Each line of the data below containing "capability" needs to be listed.

## Information provided
■ ■ ■ ■ ■ ■ ■

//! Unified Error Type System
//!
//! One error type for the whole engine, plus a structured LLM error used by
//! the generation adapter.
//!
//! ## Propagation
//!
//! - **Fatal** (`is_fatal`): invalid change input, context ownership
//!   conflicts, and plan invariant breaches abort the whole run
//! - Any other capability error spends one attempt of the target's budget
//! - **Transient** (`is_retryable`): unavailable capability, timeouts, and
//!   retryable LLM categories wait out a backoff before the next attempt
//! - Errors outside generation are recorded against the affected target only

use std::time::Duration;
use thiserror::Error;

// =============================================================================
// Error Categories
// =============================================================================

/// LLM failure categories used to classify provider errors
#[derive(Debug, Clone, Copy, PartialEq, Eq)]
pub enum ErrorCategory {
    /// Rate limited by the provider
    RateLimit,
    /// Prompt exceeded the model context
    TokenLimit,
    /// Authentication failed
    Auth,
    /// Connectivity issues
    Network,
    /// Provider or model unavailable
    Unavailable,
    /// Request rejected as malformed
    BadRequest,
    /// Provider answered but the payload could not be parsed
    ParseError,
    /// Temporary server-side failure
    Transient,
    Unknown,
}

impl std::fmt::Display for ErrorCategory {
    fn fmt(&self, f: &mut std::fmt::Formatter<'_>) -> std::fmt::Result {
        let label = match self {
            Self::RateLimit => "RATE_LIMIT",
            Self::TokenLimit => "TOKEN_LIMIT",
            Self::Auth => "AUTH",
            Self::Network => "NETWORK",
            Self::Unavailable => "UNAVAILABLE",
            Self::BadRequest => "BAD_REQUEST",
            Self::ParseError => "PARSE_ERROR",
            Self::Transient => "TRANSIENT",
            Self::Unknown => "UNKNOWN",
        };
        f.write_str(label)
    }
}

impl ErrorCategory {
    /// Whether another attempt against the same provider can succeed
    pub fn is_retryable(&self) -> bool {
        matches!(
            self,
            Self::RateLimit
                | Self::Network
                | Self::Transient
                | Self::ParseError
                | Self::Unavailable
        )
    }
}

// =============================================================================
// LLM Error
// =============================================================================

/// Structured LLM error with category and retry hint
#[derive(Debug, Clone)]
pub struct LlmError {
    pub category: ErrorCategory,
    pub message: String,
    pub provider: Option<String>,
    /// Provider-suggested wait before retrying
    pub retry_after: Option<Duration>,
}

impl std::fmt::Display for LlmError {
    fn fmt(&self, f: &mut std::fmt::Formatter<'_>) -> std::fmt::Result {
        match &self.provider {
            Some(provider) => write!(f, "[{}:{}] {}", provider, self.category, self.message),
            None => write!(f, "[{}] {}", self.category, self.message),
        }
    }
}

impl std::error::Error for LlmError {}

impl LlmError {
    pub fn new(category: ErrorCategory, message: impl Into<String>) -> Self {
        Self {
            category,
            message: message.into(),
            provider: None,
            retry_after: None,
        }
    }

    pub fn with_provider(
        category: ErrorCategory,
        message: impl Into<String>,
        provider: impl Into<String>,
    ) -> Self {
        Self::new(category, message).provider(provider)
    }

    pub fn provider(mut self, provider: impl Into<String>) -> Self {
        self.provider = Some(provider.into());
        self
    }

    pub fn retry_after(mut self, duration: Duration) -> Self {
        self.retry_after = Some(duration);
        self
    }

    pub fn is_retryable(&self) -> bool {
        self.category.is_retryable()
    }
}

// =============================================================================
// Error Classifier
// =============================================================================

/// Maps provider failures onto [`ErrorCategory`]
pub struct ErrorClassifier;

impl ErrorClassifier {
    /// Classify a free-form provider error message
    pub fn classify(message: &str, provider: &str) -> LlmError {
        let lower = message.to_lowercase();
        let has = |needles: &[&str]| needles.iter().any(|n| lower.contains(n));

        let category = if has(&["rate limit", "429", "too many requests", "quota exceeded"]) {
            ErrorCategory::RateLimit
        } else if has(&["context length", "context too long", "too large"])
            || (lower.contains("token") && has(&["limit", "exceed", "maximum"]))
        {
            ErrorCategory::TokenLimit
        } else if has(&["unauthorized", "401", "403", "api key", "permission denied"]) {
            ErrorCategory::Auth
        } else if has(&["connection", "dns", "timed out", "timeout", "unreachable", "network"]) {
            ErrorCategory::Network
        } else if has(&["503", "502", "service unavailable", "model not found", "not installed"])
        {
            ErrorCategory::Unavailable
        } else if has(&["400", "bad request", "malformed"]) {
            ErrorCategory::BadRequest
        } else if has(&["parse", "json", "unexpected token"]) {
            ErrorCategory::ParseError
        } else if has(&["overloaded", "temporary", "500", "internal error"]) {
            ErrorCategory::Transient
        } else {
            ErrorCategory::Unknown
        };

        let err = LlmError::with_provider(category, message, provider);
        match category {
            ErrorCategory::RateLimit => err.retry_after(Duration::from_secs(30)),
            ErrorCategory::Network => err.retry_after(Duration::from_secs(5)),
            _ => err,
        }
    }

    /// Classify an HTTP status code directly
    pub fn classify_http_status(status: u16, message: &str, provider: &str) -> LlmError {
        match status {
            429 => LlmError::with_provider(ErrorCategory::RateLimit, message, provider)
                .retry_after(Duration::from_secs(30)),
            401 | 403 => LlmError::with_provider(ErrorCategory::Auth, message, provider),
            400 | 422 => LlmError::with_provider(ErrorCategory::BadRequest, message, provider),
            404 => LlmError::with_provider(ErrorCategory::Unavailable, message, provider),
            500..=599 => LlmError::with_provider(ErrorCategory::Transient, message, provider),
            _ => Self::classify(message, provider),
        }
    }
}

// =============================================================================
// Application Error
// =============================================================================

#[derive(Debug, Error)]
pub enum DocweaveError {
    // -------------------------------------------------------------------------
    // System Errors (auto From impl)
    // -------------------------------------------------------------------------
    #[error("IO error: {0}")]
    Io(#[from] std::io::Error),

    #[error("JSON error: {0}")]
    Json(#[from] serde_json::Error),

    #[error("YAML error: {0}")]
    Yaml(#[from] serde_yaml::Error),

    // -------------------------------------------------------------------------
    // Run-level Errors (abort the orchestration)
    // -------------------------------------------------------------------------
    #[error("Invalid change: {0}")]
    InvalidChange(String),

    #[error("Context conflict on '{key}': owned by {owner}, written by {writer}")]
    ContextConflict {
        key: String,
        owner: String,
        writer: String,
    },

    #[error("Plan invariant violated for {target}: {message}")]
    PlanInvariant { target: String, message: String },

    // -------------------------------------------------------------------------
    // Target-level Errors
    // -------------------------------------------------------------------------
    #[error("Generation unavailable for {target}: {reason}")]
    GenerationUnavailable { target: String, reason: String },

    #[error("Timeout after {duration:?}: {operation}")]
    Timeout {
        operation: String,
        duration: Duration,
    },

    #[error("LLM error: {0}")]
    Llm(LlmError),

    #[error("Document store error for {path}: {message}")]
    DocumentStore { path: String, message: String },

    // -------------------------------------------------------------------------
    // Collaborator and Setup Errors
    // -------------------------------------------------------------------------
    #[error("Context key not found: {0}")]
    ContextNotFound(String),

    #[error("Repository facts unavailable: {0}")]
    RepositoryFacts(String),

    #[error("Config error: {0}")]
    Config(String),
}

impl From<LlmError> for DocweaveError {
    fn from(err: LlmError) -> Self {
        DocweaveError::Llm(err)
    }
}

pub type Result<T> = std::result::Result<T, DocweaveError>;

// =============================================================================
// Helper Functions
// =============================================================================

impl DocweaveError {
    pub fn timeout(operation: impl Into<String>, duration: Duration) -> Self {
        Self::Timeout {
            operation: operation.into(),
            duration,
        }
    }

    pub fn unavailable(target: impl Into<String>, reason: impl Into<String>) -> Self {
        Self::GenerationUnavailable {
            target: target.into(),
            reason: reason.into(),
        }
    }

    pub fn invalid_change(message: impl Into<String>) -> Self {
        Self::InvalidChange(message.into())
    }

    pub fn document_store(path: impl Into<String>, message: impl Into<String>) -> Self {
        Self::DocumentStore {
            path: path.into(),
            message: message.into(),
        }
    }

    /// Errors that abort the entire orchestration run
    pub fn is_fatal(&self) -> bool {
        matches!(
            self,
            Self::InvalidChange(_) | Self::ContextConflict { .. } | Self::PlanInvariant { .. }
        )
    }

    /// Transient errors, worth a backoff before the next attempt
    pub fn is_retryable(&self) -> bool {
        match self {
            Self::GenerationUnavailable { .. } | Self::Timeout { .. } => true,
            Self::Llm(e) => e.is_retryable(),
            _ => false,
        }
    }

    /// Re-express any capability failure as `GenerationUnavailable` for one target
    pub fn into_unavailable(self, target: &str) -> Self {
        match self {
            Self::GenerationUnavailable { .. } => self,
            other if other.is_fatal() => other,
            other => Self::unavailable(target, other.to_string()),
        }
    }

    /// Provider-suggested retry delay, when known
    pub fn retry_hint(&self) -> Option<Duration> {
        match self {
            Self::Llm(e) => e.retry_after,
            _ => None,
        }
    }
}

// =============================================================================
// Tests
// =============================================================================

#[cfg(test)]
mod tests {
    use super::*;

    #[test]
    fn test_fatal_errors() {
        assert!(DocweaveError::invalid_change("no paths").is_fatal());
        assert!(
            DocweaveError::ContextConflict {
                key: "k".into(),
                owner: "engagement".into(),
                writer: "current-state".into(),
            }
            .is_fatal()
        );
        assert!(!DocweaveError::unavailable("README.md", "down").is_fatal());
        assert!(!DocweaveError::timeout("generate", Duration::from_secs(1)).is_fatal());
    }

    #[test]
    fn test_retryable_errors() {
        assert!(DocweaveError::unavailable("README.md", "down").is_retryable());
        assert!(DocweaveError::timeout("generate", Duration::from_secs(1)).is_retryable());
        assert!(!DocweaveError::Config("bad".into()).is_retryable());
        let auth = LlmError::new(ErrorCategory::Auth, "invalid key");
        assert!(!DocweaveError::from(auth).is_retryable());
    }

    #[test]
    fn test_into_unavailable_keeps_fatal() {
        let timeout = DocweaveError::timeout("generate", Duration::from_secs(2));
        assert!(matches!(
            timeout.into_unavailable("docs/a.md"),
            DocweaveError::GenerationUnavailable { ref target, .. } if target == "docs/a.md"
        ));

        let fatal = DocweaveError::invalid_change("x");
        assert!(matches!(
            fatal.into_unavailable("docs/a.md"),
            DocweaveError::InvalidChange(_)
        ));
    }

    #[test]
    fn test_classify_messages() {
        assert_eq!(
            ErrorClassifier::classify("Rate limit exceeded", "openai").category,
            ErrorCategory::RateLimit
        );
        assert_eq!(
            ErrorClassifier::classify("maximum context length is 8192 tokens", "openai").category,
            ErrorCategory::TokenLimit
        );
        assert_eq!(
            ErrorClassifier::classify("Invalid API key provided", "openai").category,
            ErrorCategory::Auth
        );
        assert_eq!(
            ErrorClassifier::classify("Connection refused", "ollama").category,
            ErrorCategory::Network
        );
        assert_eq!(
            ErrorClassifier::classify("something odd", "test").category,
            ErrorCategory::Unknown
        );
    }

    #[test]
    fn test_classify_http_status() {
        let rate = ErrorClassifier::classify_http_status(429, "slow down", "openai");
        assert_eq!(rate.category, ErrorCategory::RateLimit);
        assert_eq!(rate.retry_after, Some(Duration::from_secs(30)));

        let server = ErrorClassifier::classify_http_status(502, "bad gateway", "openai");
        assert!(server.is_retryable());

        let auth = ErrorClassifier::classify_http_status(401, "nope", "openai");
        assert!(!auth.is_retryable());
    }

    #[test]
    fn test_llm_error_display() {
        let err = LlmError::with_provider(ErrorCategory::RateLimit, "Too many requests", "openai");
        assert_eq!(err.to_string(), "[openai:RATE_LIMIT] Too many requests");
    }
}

■ ■ ■ ■ ■ ■ ■

## Solved problem
//! - Any other capability error spends one attempt of the target's budget
//! - **Transient** (`is_retryable`): unavailable capability, timeouts, and
    /// Re-express any capability failure as `GenerationUnavailable` for one target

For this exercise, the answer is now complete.